━━ MATERIALS PROVIDED ━━

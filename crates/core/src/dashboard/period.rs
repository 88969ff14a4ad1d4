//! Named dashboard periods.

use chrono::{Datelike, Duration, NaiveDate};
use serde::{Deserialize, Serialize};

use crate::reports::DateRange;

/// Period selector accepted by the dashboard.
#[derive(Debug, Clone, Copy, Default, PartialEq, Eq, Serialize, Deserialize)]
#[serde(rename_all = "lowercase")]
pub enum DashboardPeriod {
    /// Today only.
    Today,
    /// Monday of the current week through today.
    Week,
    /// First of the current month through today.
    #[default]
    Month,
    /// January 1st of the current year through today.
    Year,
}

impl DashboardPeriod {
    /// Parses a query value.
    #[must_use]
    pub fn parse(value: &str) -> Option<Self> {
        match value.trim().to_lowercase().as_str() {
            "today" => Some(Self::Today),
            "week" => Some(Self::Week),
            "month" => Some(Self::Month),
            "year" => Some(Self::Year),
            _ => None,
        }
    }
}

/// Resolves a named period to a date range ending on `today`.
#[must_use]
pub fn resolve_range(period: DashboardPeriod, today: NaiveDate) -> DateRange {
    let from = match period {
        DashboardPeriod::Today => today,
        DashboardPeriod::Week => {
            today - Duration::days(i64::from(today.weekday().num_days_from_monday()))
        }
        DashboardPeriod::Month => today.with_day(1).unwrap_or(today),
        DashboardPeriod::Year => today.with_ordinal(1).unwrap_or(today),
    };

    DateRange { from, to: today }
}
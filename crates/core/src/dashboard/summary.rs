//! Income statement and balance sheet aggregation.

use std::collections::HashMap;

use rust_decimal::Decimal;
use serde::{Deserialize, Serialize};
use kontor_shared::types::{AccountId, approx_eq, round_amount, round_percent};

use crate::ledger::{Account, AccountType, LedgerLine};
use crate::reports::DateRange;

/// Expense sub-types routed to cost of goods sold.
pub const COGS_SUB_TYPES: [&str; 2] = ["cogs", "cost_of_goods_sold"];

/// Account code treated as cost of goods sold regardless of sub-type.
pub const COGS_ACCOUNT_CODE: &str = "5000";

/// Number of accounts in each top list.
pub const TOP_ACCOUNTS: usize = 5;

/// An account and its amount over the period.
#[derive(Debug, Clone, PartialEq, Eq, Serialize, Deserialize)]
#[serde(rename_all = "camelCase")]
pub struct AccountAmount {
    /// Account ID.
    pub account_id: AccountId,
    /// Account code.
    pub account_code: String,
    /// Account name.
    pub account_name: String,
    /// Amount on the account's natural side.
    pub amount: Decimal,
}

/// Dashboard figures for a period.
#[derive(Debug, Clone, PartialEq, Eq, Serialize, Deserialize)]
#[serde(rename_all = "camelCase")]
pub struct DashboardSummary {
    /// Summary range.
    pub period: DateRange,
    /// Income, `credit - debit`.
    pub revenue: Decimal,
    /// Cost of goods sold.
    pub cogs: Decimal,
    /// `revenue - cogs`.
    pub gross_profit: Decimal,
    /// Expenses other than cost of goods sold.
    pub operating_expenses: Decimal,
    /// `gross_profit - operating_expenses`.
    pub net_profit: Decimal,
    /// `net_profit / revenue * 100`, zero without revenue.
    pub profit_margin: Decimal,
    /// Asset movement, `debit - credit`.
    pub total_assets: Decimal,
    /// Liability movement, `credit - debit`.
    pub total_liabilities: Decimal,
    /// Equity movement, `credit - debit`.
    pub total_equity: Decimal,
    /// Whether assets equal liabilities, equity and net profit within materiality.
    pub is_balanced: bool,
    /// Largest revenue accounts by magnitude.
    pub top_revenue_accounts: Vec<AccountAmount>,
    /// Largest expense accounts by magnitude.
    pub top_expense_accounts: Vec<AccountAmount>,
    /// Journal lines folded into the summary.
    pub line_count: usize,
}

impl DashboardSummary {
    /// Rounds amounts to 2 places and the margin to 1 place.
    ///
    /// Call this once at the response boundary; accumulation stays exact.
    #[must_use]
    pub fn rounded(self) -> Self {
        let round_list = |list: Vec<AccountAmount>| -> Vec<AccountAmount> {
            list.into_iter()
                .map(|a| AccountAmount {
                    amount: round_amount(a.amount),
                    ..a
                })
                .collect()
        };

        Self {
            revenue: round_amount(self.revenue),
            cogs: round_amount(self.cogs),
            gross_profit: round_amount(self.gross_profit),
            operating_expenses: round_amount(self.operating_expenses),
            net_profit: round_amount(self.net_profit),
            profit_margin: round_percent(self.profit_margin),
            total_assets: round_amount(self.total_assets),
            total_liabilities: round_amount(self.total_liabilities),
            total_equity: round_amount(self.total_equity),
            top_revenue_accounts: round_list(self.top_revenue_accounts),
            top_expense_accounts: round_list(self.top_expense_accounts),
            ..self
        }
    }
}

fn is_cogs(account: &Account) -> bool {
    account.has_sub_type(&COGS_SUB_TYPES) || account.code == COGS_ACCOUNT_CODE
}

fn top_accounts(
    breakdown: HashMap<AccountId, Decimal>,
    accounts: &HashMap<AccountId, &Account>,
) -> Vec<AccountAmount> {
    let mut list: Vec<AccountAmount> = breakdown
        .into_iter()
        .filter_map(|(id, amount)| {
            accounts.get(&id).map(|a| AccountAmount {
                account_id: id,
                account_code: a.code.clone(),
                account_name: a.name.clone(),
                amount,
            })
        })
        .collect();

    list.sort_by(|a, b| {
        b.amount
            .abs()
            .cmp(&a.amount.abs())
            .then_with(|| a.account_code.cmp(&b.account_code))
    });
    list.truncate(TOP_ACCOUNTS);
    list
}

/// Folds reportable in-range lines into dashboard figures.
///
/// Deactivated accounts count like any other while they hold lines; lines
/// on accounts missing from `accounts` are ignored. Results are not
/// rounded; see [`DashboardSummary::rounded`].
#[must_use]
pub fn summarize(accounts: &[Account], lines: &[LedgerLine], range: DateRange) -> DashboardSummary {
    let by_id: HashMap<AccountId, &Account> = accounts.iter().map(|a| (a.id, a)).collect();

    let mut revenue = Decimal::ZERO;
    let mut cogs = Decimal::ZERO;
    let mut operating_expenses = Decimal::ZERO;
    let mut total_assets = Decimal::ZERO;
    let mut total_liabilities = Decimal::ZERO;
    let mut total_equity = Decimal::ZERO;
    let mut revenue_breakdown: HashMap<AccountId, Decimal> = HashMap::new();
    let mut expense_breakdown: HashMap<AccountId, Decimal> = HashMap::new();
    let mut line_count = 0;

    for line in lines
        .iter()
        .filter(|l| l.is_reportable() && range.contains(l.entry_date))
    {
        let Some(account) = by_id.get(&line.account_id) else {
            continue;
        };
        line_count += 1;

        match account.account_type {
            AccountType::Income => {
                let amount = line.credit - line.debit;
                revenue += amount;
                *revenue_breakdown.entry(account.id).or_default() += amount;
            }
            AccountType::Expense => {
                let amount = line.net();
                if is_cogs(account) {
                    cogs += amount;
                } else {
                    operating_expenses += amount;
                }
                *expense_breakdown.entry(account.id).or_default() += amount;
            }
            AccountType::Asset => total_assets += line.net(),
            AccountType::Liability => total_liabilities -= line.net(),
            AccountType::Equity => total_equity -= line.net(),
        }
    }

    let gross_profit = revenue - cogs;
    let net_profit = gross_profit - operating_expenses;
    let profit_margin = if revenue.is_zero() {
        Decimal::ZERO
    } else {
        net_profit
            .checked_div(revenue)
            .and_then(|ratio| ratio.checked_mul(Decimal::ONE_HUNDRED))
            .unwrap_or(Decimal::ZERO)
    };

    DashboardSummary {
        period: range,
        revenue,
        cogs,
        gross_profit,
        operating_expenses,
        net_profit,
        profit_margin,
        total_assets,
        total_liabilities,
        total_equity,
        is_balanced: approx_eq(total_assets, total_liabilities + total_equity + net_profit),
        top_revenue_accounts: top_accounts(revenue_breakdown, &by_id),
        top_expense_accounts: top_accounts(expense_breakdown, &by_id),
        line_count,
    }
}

━━━

• **TASK OBJECTIVE**: If a line in the listing holds the word "Some", list that line.

• **REPLY**:
            "today" => Some(Self::Today),
            "week" => Some(Self::Week),
            "month" => Some(Self::Month),
            "year" => Some(Self::Year),
        let Some(account) = by_id.get(&line.account_id) else {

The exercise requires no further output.